I know this woman's story is just one, and most people seem really happy with their decision to get the surgery. But she makes some valid points we should listen to regarding anything to do with our bodies and the medical community, and especially, Big Pharma. Ask questions, and err on the side of caution. We take a lot for granted, and many of us are quick to look for a quick fix. And maybe here I should find a link to a tattoo removal story, to remind us of the hell of the un-fix.

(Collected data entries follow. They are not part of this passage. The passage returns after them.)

// src/core/escaper.rs

/// Inserts `escape_char` in front of every occurrence of `delimiter` that is
/// not already escaped, in a single left-to-right pass.
///
/// "Already escaped" means the character immediately before the delimiter
/// *in the input* is `escape_char`. The pass does not chase escape chains:
/// a delimiter preceded by one escape character is left untouched even when
/// that escape character is itself escaped, and double escaping from earlier
/// runs is never normalized away.
///
/// Returns the escaped content together with the number of escape characters
/// inserted.
pub fn escape_unescaped(content: &str, delimiter: char, escape_char: char) -> (String, usize) {
    let mut escaped = String::with_capacity(content.len() + 16);
    let mut inserted = 0usize;
    let mut previous: Option<char> = None;

    for ch in content.chars() {
        if ch == delimiter && previous != Some(escape_char) {
            escaped.push(escape_char);
            inserted += 1;
        }
        escaped.push(ch);
        previous = Some(ch);
    }

    log::debug!(
        "Escape pass inserted {} escape char(s) over {} bytes of content.",
        inserted,
        content.len()
    );
    (escaped, inserted)
}

/// Counts the delimiters in `content` whose immediately preceding character
/// is not `escape_char`. This is exactly the number of insertions
/// [`escape_unescaped`] would perform on the same input.
pub fn count_unescaped(content: &str, delimiter: char, escape_char: char) -> usize {
    let mut count = 0usize;
    let mut previous: Option<char> = None;

    for ch in content.chars() {
        if ch == delimiter && previous != Some(escape_char) {
            count += 1;
        }
        previous = Some(ch);
    }
    count
}

// MARK: --- UNIT TESTS ---
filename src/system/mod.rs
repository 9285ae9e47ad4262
pub mod file_io;
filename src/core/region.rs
// src/core/region.rs

use thiserror::Error;

/// Errors raised when a span does not fit the buffer it was computed for.
#[derive(Error, Debug, PartialEq, Eq)]
pub enum RegionError {
    #[error("Region bounds are inverted: start {start} lies past end {end}.")]
    Inverted { start: usize, end: usize },
    #[error("Region end {end} lies past the end of the buffer ({len} bytes).")]
    OutOfBounds { end: usize, len: usize },
    #[error("Region offset {offset} is not a character boundary.")]
    NotCharBoundary { offset: usize },
}

/// A half-open span `[start, end)` of byte offsets into a buffer.
///
/// A `Region` is only ever built through [`Region::new`], which checks the
/// span against the buffer it belongs to, so slicing through it afterwards
/// cannot panic as long as the same buffer is used.
#[derive(Debug, Clone, Copy, PartialEq, Eq)]
pub struct Region {
    start: usize,
    end: usize,
}

impl Region {
    /// Validates `start <= end <= buffer.len()` and that both offsets fall
    /// on character boundaries of `buffer`.
    pub fn new(start: usize, end: usize, buffer: &str) -> Result<Self, RegionError> {
        if start > end {
            return Err(RegionError::Inverted { start, end });
        }
        if end > buffer.len() {
            return Err(RegionError::OutOfBounds {
                end,
                len: buffer.len(),
            });
        }
        for offset in [start, end] {
            if !buffer.is_char_boundary(offset) {
                return Err(RegionError::NotCharBoundary { offset });
            }
        }
        Ok(Self { start, end })
    }

    pub fn start(&self) -> usize {
        self.start
    }

    pub fn end(&self) -> usize {
        self.end
    }

    /// Length of the span in bytes.
    pub fn len(&self) -> usize {
        self.end - self.start
    }

    pub fn is_empty(&self) -> bool {
        self.start == self.end
    }

    /// The content of the span within `buffer`.
    ///
    /// `buffer` must be the string the region was created for.
    pub fn slice<'a>(&self, buffer: &'a str) -> &'a str {
        &buffer[self.start..self.end]
    }

    /// Rebuilds `buffer` with the span's content swapped for `replacement`.
    /// Everything outside the span is carried over byte for byte.
    pub fn splice(&self, buffer: &str, replacement: &str) -> String {
        let mut rebuilt =
            String::with_capacity(buffer.len() - self.len() + replacement.len());
        rebuilt.push_str(&buffer[..self.start]);
        rebuilt.push_str(replacement);
        rebuilt.push_str(&buffer[self.end..]);
        rebuilt
    }
}
// src/cli/handlers/mod.rs

// This module contains the logic for each CLI command.

pub mod commons;

pub mod check;
pub mod escape;
pub mod locate;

Anonymous Anonymous said...

What most people don't realize about laser eye surgery is that it's not a one shot deal. They don't advertise that although I'm hoping they at least tell people prior to their first zapping. This is still a relatively new procedure and I too, would prefer wearing glasses rather than mucking with my eyes. Even eyes that have been lasered will continue to age and will probably end up needing another zapping and then finally those little reading glasses. People need to ask a lot of questions.

March 14, 2008 4:56 PM  
Blogger DJW said...

I'm in the same boat, I can't see past the end of my nose without my specs.
I am jealous of people who can wear contacts, I can't. Well, technically I could, but I would need 3 people to hold me down to put them in and take them out. (Ask Alice what happens when I get an eyelash in there!)
What concerns me about lasik is what happens if something goes wrong? I doubt very much there is an undo button on the laser.
And to make matters worse, I get my bifocals next week...


March 14, 2008 5:13 PM  
Anonymous Anonymous said...

In the old days they shot down anyone who had corneas that are warped or mishapen for contacts. Now I understand that mild abnornmal curves can be tolerated by the soft contacts, It came so late I never bothered getting them. A vicious dog attack to nmy face made me grateful for glasses. He busted the glasses but I only got minor cuts on the forehead. It would've been a different story with contacts. Yes, the owner paid for new glasses and other stuff to avoid problems with police,

March 14, 2008 10:48 PM  
Blogger OmemeeOzzie said...

OK, so this miner's lamp thing is creating interesting visuals all on its own; before anyone makes any comments about hair colour, please, Lorraine, explain how the lamp was used to aid in the removal of said contacts... the light is shining away from you and...
Oh yes, DJ, are you getting the "invisible" bifocals? Watch out for negotiating going down any stairs of any kind for the first few weeks.
About 18 months ago I had a laser procedure done on my right eye -- I had a tear in the macular(sp?) that required "sealing". I knew it was a risky procedure given where the tear was. Found out after the fact that very few opthamologists would have even attempted this repair. Point is, regardless of what you buy or have done, generally speaking, one gets what one pays for. Lasik for $ 490 per eye? Not so sure about that. Actually, they charge even less in Alberta. By the same folks.

March 17, 2008 11:38 AM  
Blogger Lorraine said...

Well, when you're in the the pitch black of a wee tent trying to find all your junk that's been crammed to the bottom of a big bag, it helps to use the snazzy light provided that lets you be handsfree. I can pull my contacts out without a mirror (or light, even) but making sure they hit the case is another matter.

Any other smartarse questions while I'm here?!

March 18, 2008 9:46 AM  
Blogger OmemeeOzzie said...

Rhetorical questions... gotta love 'em!